◆ Your goal
Where "HandlerError" occurs in a line of the entries below, copy that line.

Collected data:
"""

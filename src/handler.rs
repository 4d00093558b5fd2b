//! Trigger entry point.
//!
//! The hosting platform invokes [`handle_invocation`] with the raw trigger
//! event and an execution context. Returning `Err` signals failure so the
//! platform can redeliver the batch.

use std::time::Instant;

use log::{info, warn};
use serde_json::Value;

use crate::delivery::{DeliveryReport, Forwarder};
use crate::envelope::{Envelope, decode_trigger};
use crate::error::{DeliveryError, HandlerError};
use crate::event::LogBatch;

/// Execution metadata supplied by the hosting platform.
///
/// Carried for diagnostics only; the deadline is never consulted and an
/// in-flight backoff sleep is not shortened to meet it.
#[derive(Clone, Debug, Default)]
pub struct InvocationContext {
    pub request_id: String,
    pub function_name: String,
    pub deadline: Option<Instant>,
}

impl InvocationContext {
    pub fn new(request_id: impl Into<String>) -> Self {
        Self {
            request_id: request_id.into(),
            ..Self::default()
        }
    }
}

/// How an invocation completed.
#[derive(Debug)]
pub enum Invocation {
    /// The event carried no log data; nothing was sent.
    Unsupported,
    Processed(DeliveryReport),
}

impl Forwarder {
    /// Decode `event` and deliver the batch it carries.
    pub fn handle(
        &self,
        event: &Value,
        context: &InvocationContext,
    ) -> Result<Invocation, DeliveryError> {
        match decode_trigger(event)? {
            Envelope::Unsupported => Ok(unsupported(event, context)),
            Envelope::Batch(batch) => self.process(&batch, context),
        }
    }

    fn process(
        &self,
        batch: &LogBatch,
        context: &InvocationContext,
    ) -> Result<Invocation, DeliveryError> {
        info!(
            "[{}] forwarding {} log events from {}",
            context.request_id,
            batch.log_events.len(),
            batch.log_group
        );
        let report = self.deliver(batch)?;
        info!(
            "[{}] batch complete: {} delivered, {} not delivered",
            context.request_id,
            report.delivered(),
            report.failed()
        );
        Ok(Invocation::Processed(report))
    }
}

fn unsupported(event: &Value, context: &InvocationContext) -> Invocation {
    warn!("[{}] unsupported trigger payload: {event}", context.request_id);
    Invocation::Unsupported
}

/// Handle `event` with a [`Forwarder`] configured from process environment.
///
/// The event is decoded first; payloads without log data complete
/// successfully without reading any configuration.
pub fn handle_invocation(
    event: &Value,
    context: &InvocationContext,
) -> Result<Invocation, HandlerError> {
    let batch = match decode_trigger(event).map_err(DeliveryError::from)? {
        Envelope::Unsupported => return Ok(unsupported(event, context)),
        Envelope::Batch(batch) => batch,
    };
    let forwarder = Forwarder::from_env()?;
    Ok(forwarder.process(&batch, context)?)
}
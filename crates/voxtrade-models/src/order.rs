use std::num::NonZeroU32;

use serde::{Deserialize, Serialize};

use crate::market::{Action, Exchange, PriceType, ProductType};

/// Market parameters chosen by the caller alongside the spoken command.
#[derive(Debug, Clone, Copy, Serialize, Deserialize, PartialEq, Eq)]
pub struct OrderParams {
    pub exchange: Exchange,
    pub product_type: ProductType,
}

/// A fully specified market order, ready for the execution backend.
///
/// Every field is required and typed, so a request cannot carry a missing
/// action, a zero quantity, or an exchange outside the closed set.
#[derive(Debug, Clone, Serialize, Deserialize, PartialEq, Eq)]
pub struct OrderRequest {
    action: Action,
    quantity: NonZeroU32,
    instrument: String,
    exchange: Exchange,
    product_type: ProductType,
    price_type: PriceType,
}

impl OrderRequest {
    pub fn new(
        action: Action,
        quantity: NonZeroU32,
        instrument: impl Into<String>,
        params: OrderParams,
    ) -> Self {
        Self {
            action,
            quantity,
            instrument: instrument.into(),
            exchange: params.exchange,
            product_type: params.product_type,
            price_type: PriceType::Market,
        }
    }

    pub fn action(&self) -> Action {
        self.action
    }

    pub fn quantity(&self) -> NonZeroU32 {
        self.quantity
    }

    pub fn instrument(&self) -> &str {
        &self.instrument
    }

    pub fn exchange(&self) -> Exchange {
        self.exchange
    }

    pub fn product_type(&self) -> ProductType {
        self.product_type
    }

    pub fn price_type(&self) -> PriceType {
        self.price_type
    }
}
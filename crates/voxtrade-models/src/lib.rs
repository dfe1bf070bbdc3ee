pub mod audio;
pub mod config;
pub mod error;
pub mod market;
pub mod order;
pub mod stage;

pub use audio::{AudioFormat, Transcription, TranscriptionModel};
pub use config::{
    BrokerConfig, GrammarMode, ServerConfig, TranscriptionConfig, VoiceConfig, VoxtradeConfig,
};
pub use error::ModelError;
pub use market::{Action, Exchange, PriceType, ProductType};
pub use order::{OrderParams, OrderRequest};
pub use stage::Stage;
//! voxtrade - voice-driven market orders
//!
//! Accepts a spoken clip over HTTP, transcribes it through a rate-limited
//! speech service, parses `<phrase> BUY|SELL <qty> [SHARES OF] <instrument>`
//! and forwards the resulting market order to an OpenAlgo-compatible backend.
//!
//! # Library Usage
//!
//! ```rust,no_run
//! use voxtrade::models::VoxtradeConfig;
//! use voxtrade::parser::CommandParser;
//! use voxtrade::clients::{Transcriber, OrderExecutor};
//! use voxtrade::{build_pipeline, resolve_settings};
//! ```

pub use voxtrade_clients as clients;
pub use voxtrade_models as models;
pub use voxtrade_parser as parser;

pub mod dispatcher;
pub mod ingest;
pub mod pipeline;
pub mod server;
pub mod settings;

pub use dispatcher::OrderDispatcher;
pub use ingest::AudioIngestor;
pub use pipeline::{PipelineReport, VoiceOrderRequest, VoicePipeline};
pub use server::{router, ApiError, AppState};
pub use settings::{load_config, resolve_settings, Credentials, Settings, SettingsError};

use std::sync::Arc;
use std::time::Duration;

use axum::Router;
use voxtrade_clients::{
    build_http_client, OpenAlgoClient, SlidingWindowLimiter, WhisperApiTranscriber,
};

/// Build the pipeline with the real speech and order clients.
pub fn build_pipeline(settings: &Settings) -> Result<VoicePipeline, anyhow::Error> {
    let parser = Arc::new(settings.command_parser()?);

    let stt = &settings.config.transcription;
    let stt_http = build_http_client(
        Duration::from_secs(stt.connect_timeout_seconds),
        Duration::from_secs(stt.request_timeout_seconds),
    )?;
    let transcriber = Arc::new(WhisperApiTranscriber::new(
        stt_http,
        &stt.base_url,
        settings.credentials.groq_api_key.clone(),
        stt.language.clone(),
    ));
    let limiter = Arc::new(SlidingWindowLimiter::new(
        stt.rate_limit_calls,
        Duration::from_secs(stt.rate_limit_period_seconds),
    ));

    let broker = &settings.config.broker;
    let broker_http = build_http_client(
        Duration::from_secs(broker.connect_timeout_seconds),
        Duration::from_secs(broker.request_timeout_seconds),
    )?;
    let executor = Arc::new(OpenAlgoClient::new(
        broker_http,
        &settings.broker_host,
        settings.credentials.openalgo_api_key.clone(),
    ));

    Ok(VoicePipeline::new(
        AudioIngestor::new(transcriber, limiter),
        parser,
        OrderDispatcher::new(executor, broker.strategy.clone()),
    ))
}

/// Build the HTTP application from resolved settings.
pub fn build_app(settings: &Settings) -> Result<Router, anyhow::Error> {
    let pipeline = build_pipeline(settings)?;
    let state = AppState {
        pipeline,
        default_model: settings.config.transcription.default_model,
    };
    Ok(router(state, settings.config.server.max_upload_bytes))
}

"""

◆ Task output
use crate::error::{DeliveryError, HandlerError};
) -> Result<Invocation, HandlerError> {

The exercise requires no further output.